Enhancing agro-ecosystem services using integrated hydro-ecologic and socio-cultural models

The sustainability of agro-ecosystems depends on their ability to deliver the entire package of ecosystem services that includes socio-cultural and ecological dimensions.  Despite advancements in the conceptualization and measurement of supporting, provisioning, and regulating services, cultural services have proven more difficult to quantify and have remained implicit in many resource management decisions. One of the most important gaps in evaluating the sustainability of agro-ecosystems is the exclusion of the non-material benefits that people derive from ecosystems (i.e., “cultural ecosystem services”). These services are crucial because they provide insights into intrinsic motivations that underpin ownership, management, and conservation of natural resources. Productivity, environmental soundness, and social relevancy can be optimized through research on multiple ecosystem services, particularly those that are cultural in nature. Still, evaluating these services is difficult due to their complexity, coupled with the need to interpret the results and convert them into viable strategic decisions. This is challenging due to high levels of uncertainty and decision complexity, especially in the face of climate variability.

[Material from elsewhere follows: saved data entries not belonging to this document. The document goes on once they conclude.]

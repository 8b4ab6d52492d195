use crate::theme::OverlayTheme;
use serde::{Deserialize, Serialize};
use std::path::Path;

/// Qualification thresholds for the classifier.
#[derive(Debug, Clone, Serialize, Deserialize)]
#[serde(rename_all = "camelCase")]
pub struct ClassifierConfig {
    /// Elements narrower than this are treated as decorative noise.
    pub min_width: f32,
    /// Elements shorter than this are treated as decorative noise.
    pub min_height: f32,
    /// Class the host puts on injected overlay nodes; anything carrying it
    /// is never labeled, which keeps the overlay from labeling itself.
    pub overlay_marker_class: String,
}

impl Default for ClassifierConfig {
    fn default() -> Self {
        Self {
            min_width: 10.0,
            min_height: 10.0,
            overlay_marker_class: "domlens-overlay".to_string(),
        }
    }
}

/// Knobs for the placement pass.
#[derive(Debug, Clone, Serialize, Deserialize)]
#[serde(rename_all = "camelCase")]
pub struct PlacementConfig {
    /// Inward inset from the element corner for each anchor candidate.
    pub anchor_margin: f32,
    /// How far an existing label is nudged upward to make room.
    pub displacement_offset: f32,
}

impl Default for PlacementConfig {
    fn default() -> Self {
        Self {
            anchor_margin: 2.0,
            displacement_offset: 24.0,
        }
    }
}

#[derive(Debug, Clone, Default, Serialize, Deserialize)]
#[serde(rename_all = "camelCase")]
pub struct LayoutConfig {
    #[serde(default)]
    pub classifier: ClassifierConfig,
    #[serde(default)]
    pub placement: PlacementConfig,
}

/// Offsets from the pointer to the hover label, in viewport coordinates.
#[derive(Debug, Clone, Serialize, Deserialize)]
#[serde(rename_all = "camelCase")]
pub struct HoverConfig {
    pub offset_x: f32,
    pub offset_y: f32,
}

impl Default for HoverConfig {
    fn default() -> Self {
        Self {
            offset_x: 10.0,
            offset_y: -30.0,
        }
    }
}

/// Session-level behavior: start state and mutation debounce.
#[derive(Debug, Clone, Serialize, Deserialize)]
#[serde(rename_all = "camelCase")]
pub struct SessionConfig {
    /// Whether the overlay starts enabled before the host flips it.
    pub start_enabled: bool,
    /// Window within which DOM mutation bursts coalesce into one recompute.
    pub debounce_ms: u64,
}

impl Default for SessionConfig {
    fn default() -> Self {
        Self {
            start_enabled: false,
            debounce_ms: 100,
        }
    }
}

#[derive(Debug, Clone, Default, Serialize, Deserialize)]
#[serde(rename_all = "camelCase")]
pub struct Config {
    #[serde(default)]
    pub theme: OverlayTheme,
    #[serde(default)]
    pub layout: LayoutConfig,
    #[serde(default)]
    pub hover: HoverConfig,
    #[serde(default)]
    pub session: SessionConfig,
}

/// Load a config file, or the defaults when no path is given. Accepts strict
/// JSON first and falls back to JSON5 for hand-written files with comments
/// or trailing commas.
pub fn load_config(path: Option<&Path>) -> anyhow::Result<Config> {
    let Some(path) = path else {
        return Ok(Config::default());
    };
    let contents = std::fs::read_to_string(path)?;
    match serde_json::from_str::<Config>(&contents) {
        Ok(config) => Ok(config),
        Err(json_err) => match json5::from_str::<Config>(&contents) {
            Ok(config) => Ok(config),
            Err(_) => Err(json_err.into()),
        },
    }
}
use serde::{Deserialize, Serialize};

/// Visual constants for the injected overlay nodes.
#[derive(Debug, Clone, Serialize, Deserialize)]
#[serde(rename_all = "camelCase")]
pub struct OverlayTheme {
    pub background: String,
    pub text_color: String,
    pub border_color: String,
    pub border_width: f32,
    pub border_radius: f32,
    pub font_family: String,
    pub font_size: f32,
    pub line_height: f32,
    pub padding_x: f32,
    pub padding_y: f32,
    pub max_label_width: f32,
    pub z_index: u32,
}

impl OverlayTheme {
    /// The red inspector look: translucent red chips with white monospace
    /// text.
    pub fn inspector() -> Self {
        Self {
            background: "rgba(255, 0, 0, 0.8)".to_string(),
            text_color: "#ffffff".to_string(),
            border_color: "#ff0000".to_string(),
            border_width: 1.0,
            border_radius: 3.0,
            font_family: "Monaco, Menlo, 'Ubuntu Mono', monospace".to_string(),
            font_size: 10.0,
            line_height: 1.2,
            padding_x: 6.0,
            padding_y: 2.0,
            max_label_width: 200.0,
            z_index: 999_999,
        }
    }

    /// A quieter dark variant for light pages.
    pub fn slate() -> Self {
        Self {
            background: "rgba(28, 36, 48, 0.85)".to_string(),
            text_color: "#f8faff".to_string(),
            border_color: "#1c2430".to_string(),
            border_width: 1.0,
            border_radius: 3.0,
            font_family: "ui-monospace, SFMono-Regular, Menlo, monospace".to_string(),
            font_size: 10.0,
            line_height: 1.2,
            padding_x: 6.0,
            padding_y: 2.0,
            max_label_width: 200.0,
            z_index: 999_999,
        }
    }

    /// Outer box size of a label chip given its measured text width.
    pub fn label_box(&self, text_width: f32) -> (f32, f32) {
        let width = text_width + 2.0 * self.padding_x + 2.0 * self.border_width;
        let height =
            self.font_size * self.line_height + 2.0 * self.padding_y + 2.0 * self.border_width;
        (width.min(self.max_label_width), height)
    }
}

impl Default for OverlayTheme {
    fn default() -> Self {
        Self::inspector()
    }
}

Policy makers, environmental managers, and landowners are collectively faced with difficult decisions about the relative risks and tradeoffs associated with the implementation of different decision alternatives. As a result, decisions that may have significant and potentially adverse and irreversible long-term effects on ecosystem services can be reached and implemented, which will ultimately affect the entire agro-production system. There are needs to establish a conceptual framework that stakeholders can use to accurately quantify the risks and tradeoffs in all decision alternatives involved in enhancing ecosystem services under a combination of diverse environmental and social stressors. A long term goal is to establish an evidence-based decision support system and identify strategies for timely implementation, focused

adaptation, and mitigation-based policies that will promote sustainable agro-ecosystems affected by climate variability. An integrative decision-support system will be anchored in the social and ecological complexities of multiple sites in a watershed, account for desirable outcomes linked to agro-ecosystem services, and allow for systematic and thoughtful responses to change. The research team will address the overall objectives to develop and test a conceptual model for evaluating the effects of system stressors on multiple (provisioning, regulating, supporting, and cultural) ecosystem services, while also identifying and communicating decision alternatives to attain a resilient agro-ecosystem where production, environmental soundness and social relevancy are optimized.

The research team is led by Maria Chu (Department of Agricultural and Biological Engineering), and also includes Carena van Riper (Department of Natural Resources and Environmental Sciences), Cory Suski (Department of Natural Resources and Environmental Sciences), and Bill Stewart.

There are five research objectives:  (1) Engage with community stakeholders across the Kaskaskia watershed to examine environmental stressors on agricultural production and map the perceived benefits of places; (2) Determine the projected climate and land use change scenarios (e.g., management schemes, policies, and social expectations) on an agro-ecosystem;  (3) Build an integrated agro-ecosystem model to quantify the response of the system (crop yield, bio-energy, water supply, water quality, fish populations) to changes in socio-ecological stressors; (4) Determine tradeoffs residents make among competing drivers (e.g., climate, management schemes, and policies) of an agricultural system using a stated choice experiment; and  (5) Establish a decision support system using decision analytics and communicate results to rural community stakeholders, particularly farmers, through capacity building activities.